**YOUR TASK**
Write out each line of the material below exactly as given.

**INFORMATION SUPPLIED**
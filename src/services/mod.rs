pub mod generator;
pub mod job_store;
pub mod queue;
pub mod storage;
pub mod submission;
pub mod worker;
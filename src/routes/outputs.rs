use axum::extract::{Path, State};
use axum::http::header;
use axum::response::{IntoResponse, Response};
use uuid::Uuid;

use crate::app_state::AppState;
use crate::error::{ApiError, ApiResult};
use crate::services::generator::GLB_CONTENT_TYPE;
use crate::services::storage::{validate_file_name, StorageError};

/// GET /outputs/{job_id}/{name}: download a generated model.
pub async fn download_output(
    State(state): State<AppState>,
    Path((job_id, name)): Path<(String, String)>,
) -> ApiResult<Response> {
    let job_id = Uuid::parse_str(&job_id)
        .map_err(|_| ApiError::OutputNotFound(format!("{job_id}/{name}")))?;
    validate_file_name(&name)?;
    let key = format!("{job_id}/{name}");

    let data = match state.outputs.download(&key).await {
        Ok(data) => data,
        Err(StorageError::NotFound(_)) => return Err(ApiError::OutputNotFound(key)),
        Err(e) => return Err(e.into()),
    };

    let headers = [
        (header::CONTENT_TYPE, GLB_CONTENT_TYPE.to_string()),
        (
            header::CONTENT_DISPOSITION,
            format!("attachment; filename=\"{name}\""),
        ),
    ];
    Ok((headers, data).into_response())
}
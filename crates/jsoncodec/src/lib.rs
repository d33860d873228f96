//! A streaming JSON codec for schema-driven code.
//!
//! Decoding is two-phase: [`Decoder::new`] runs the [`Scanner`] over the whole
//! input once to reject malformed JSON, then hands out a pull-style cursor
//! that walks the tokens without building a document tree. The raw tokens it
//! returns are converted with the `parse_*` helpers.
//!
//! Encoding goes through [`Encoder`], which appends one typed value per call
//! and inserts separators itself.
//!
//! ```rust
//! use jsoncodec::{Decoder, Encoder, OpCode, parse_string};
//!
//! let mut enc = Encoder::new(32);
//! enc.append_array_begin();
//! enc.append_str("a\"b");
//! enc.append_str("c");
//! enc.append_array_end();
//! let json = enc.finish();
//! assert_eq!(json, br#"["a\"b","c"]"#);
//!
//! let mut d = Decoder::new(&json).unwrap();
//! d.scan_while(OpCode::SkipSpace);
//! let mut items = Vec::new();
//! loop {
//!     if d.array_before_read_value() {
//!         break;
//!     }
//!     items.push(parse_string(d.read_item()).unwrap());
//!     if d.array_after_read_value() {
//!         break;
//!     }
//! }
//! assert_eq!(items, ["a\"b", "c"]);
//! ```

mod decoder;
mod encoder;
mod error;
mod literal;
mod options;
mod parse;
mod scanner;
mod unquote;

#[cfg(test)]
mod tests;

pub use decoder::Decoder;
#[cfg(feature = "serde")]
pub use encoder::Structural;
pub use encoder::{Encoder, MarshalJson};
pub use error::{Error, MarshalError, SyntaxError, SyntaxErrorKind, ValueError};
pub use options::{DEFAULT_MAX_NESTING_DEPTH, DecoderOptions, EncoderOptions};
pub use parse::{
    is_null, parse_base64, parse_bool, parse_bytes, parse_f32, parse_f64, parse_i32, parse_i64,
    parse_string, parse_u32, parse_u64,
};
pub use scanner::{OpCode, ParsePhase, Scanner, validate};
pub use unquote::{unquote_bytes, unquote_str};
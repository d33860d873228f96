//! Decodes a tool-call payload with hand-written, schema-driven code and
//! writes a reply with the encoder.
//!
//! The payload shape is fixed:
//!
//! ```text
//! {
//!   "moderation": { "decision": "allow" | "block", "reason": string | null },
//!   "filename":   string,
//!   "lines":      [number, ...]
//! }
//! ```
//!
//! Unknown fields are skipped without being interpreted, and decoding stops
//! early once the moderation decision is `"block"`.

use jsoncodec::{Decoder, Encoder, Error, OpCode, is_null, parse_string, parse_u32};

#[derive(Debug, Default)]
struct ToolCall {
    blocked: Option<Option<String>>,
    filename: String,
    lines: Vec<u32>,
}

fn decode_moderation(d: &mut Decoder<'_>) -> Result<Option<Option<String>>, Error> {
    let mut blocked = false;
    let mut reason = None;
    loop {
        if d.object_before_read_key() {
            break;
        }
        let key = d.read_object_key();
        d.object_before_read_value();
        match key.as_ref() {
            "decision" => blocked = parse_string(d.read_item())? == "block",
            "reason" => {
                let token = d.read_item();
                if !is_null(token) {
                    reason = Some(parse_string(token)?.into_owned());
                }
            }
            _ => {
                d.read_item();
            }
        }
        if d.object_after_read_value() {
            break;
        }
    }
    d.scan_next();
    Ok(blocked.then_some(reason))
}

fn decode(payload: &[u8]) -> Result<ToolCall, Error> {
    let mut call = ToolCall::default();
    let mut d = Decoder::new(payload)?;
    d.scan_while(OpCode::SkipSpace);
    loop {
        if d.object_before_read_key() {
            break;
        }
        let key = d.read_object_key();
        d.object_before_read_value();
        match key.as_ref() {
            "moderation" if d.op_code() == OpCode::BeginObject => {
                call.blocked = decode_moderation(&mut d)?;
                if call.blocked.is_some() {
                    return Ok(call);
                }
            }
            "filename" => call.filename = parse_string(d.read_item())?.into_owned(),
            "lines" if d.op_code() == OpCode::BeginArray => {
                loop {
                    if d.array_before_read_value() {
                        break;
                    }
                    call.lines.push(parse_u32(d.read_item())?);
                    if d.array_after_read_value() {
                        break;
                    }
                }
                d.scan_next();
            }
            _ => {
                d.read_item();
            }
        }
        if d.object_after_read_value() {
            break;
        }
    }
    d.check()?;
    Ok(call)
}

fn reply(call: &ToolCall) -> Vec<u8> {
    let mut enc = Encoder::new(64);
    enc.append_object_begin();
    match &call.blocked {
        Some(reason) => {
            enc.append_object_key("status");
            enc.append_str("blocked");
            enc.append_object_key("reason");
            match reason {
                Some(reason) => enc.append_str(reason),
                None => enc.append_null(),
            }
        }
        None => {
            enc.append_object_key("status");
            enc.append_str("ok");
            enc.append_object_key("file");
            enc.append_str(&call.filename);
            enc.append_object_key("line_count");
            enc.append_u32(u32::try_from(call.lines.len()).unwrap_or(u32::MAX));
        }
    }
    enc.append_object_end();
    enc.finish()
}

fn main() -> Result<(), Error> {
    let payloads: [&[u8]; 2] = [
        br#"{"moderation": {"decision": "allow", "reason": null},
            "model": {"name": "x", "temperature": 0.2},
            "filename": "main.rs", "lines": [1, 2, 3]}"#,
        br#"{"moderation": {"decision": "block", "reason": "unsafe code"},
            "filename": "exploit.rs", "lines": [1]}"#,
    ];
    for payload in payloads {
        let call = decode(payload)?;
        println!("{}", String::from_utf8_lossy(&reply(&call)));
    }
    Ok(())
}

**EXERCISE ANSWER**
filename src/services/mod.rs
pub mod generator;
pub mod job_store;
pub mod queue;
pub mod storage;
pub mod submission;
pub mod worker;
filename src/routes/outputs.rs
use axum::extract::{Path, State};
use axum::http::header;
use axum::response::{IntoResponse, Response};
use uuid::Uuid;

use crate::app_state::AppState;
use crate::error::{ApiError, ApiResult};
use crate::services::generator::GLB_CONTENT_TYPE;
use crate::services::storage::{validate_file_name, StorageError};

/// GET /outputs/{job_id}/{name}: download a generated model.
pub async fn download_output(
    State(state): State<AppState>,
    Path((job_id, name)): Path<(String, String)>,
) -> ApiResult<Response> {
    let job_id = Uuid::parse_str(&job_id)
        .map_err(|_| ApiError::OutputNotFound(format!("{job_id}/{name}")))?;
    validate_file_name(&name)?;
    let key = format!("{job_id}/{name}");

    let data = match state.outputs.download(&key).await {
        Ok(data) => data,
        Err(StorageError::NotFound(_)) => return Err(ApiError::OutputNotFound(key)),
        Err(e) => return Err(e.into()),
    };

    let headers = [
        (header::CONTENT_TYPE, GLB_CONTENT_TYPE.to_string()),
        (
            header::CONTENT_DISPOSITION,
            format!("attachment; filename=\"{name}\""),
        ),
    ];
    Ok((headers, data).into_response())
}
filename crates/jsoncodec/src/lib.rs
repository d33860d873228f96
//! A streaming JSON codec for schema-driven code.
//!
//! Decoding is two-phase: [`Decoder::new`] runs the [`Scanner`] over the whole
//! input once to reject malformed JSON, then hands out a pull-style cursor
//! that walks the tokens without building a document tree. The raw tokens it
//! returns are converted with the `parse_*` helpers.
//!
//! Encoding goes through [`Encoder`], which appends one typed value per call
//! and inserts separators itself.
//!
//! ```rust
//! use jsoncodec::{Decoder, Encoder, OpCode, parse_string};
//!
//! let mut enc = Encoder::new(32);
//! enc.append_array_begin();
//! enc.append_str("a\"b");
//! enc.append_str("c");
//! enc.append_array_end();
//! let json = enc.finish();
//! assert_eq!(json, br#"["a\"b","c"]"#);
//!
//! let mut d = Decoder::new(&json).unwrap();
//! d.scan_while(OpCode::SkipSpace);
//! let mut items = Vec::new();
//! loop {
//!     if d.array_before_read_value() {
//!         break;
//!     }
//!     items.push(parse_string(d.read_item()).unwrap());
//!     if d.array_after_read_value() {
//!         break;
//!     }
//! }
//! assert_eq!(items, ["a\"b", "c"]);
//! ```

mod decoder;
mod encoder;
mod error;
mod literal;
mod options;
mod parse;
mod scanner;
mod unquote;

#[cfg(test)]
mod tests;

pub use decoder::Decoder;
#[cfg(feature = "serde")]
pub use encoder::Structural;
pub use encoder::{Encoder, MarshalJson};
pub use error::{Error, MarshalError, SyntaxError, SyntaxErrorKind, ValueError};
pub use options::{DEFAULT_MAX_NESTING_DEPTH, DecoderOptions, EncoderOptions};
pub use parse::{
    is_null, parse_base64, parse_bool, parse_bytes, parse_f32, parse_f64, parse_i32, parse_i64,
    parse_string, parse_u32, parse_u64,
};
pub use scanner::{OpCode, ParsePhase, Scanner, validate};
pub use unquote::{unquote_bytes, unquote_str};
repository d33860d873228f96
//! Decodes a tool-call payload with hand-written, schema-driven code and
//! writes a reply with the encoder.
//!
//! The payload shape is fixed:
//!
//! ```text
//! {
//!   "moderation": { "decision": "allow" | "block", "reason": string | null },
//!   "filename":   string,
//!   "lines":      [number, ...]
//! }
//! ```
//!
//! Unknown fields are skipped without being interpreted, and decoding stops
//! early once the moderation decision is `"block"`.

use jsoncodec::{Decoder, Encoder, Error, OpCode, is_null, parse_string, parse_u32};

#[derive(Debug, Default)]
struct ToolCall {
    blocked: Option<Option<String>>,
    filename: String,
    lines: Vec<u32>,
}

fn decode_moderation(d: &mut Decoder<'_>) -> Result<Option<Option<String>>, Error> {
    let mut blocked = false;
    let mut reason = None;
    loop {
        if d.object_before_read_key() {
            break;
        }
        let key = d.read_object_key();
        d.object_before_read_value();
        match key.as_ref() {
            "decision" => blocked = parse_string(d.read_item())? == "block",
            "reason" => {
                let token = d.read_item();
                if !is_null(token) {
                    reason = Some(parse_string(token)?.into_owned());
                }
            }
            _ => {
                d.read_item();
            }
        }
        if d.object_after_read_value() {
            break;
        }
    }
    d.scan_next();
    Ok(blocked.then_some(reason))
}

fn decode(payload: &[u8]) -> Result<ToolCall, Error> {
    let mut call = ToolCall::default();
    let mut d = Decoder::new(payload)?;
    d.scan_while(OpCode::SkipSpace);
    loop {
        if d.object_before_read_key() {
            break;
        }
        let key = d.read_object_key();
        d.object_before_read_value();
        match key.as_ref() {
            "moderation" if d.op_code() == OpCode::BeginObject => {
                call.blocked = decode_moderation(&mut d)?;
                if call.blocked.is_some() {
                    return Ok(call);
                }
            }
            "filename" => call.filename = parse_string(d.read_item())?.into_owned(),
            "lines" if d.op_code() == OpCode::BeginArray => {
                loop {
                    if d.array_before_read_value() {
                        break;
                    }
                    call.lines.push(parse_u32(d.read_item())?);
                    if d.array_after_read_value() {
                        break;
                    }
                }
                d.scan_next();
            }
            _ => {
                d.read_item();
            }
        }
        if d.object_after_read_value() {
            break;
        }
    }
    d.check()?;
    Ok(call)
}

fn reply(call: &ToolCall) -> Vec<u8> {
    let mut enc = Encoder::new(64);
    enc.append_object_begin();
    match &call.blocked {
        Some(reason) => {
            enc.append_object_key("status");
            enc.append_str("blocked");
            enc.append_object_key("reason");
            match reason {
                Some(reason) => enc.append_str(reason),
                None => enc.append_null(),
            }
        }
        None => {
            enc.append_object_key("status");
            enc.append_str("ok");
            enc.append_object_key("file");
            enc.append_str(&call.filename);
            enc.append_object_key("line_count");
            enc.append_u32(u32::try_from(call.lines.len()).unwrap_or(u32::MAX));
        }
    }
    enc.append_object_end();
    enc.finish()
}

fn main() -> Result<(), Error> {
    let payloads: [&[u8]; 2] = [
        br#"{"moderation": {"decision": "allow", "reason": null},
            "model": {"name": "x", "temperature": 0.2},
            "filename": "main.rs", "lines": [1, 2, 3]}"#,
        br#"{"moderation": {"decision": "block", "reason": "unsafe code"},
            "filename": "exploit.rs", "lines": [1]}"#,
    ];
    for payload in payloads {
        let call = decode(payload)?;
        println!("{}", String::from_utf8_lossy(&reply(&call)));
    }
    Ok(())
}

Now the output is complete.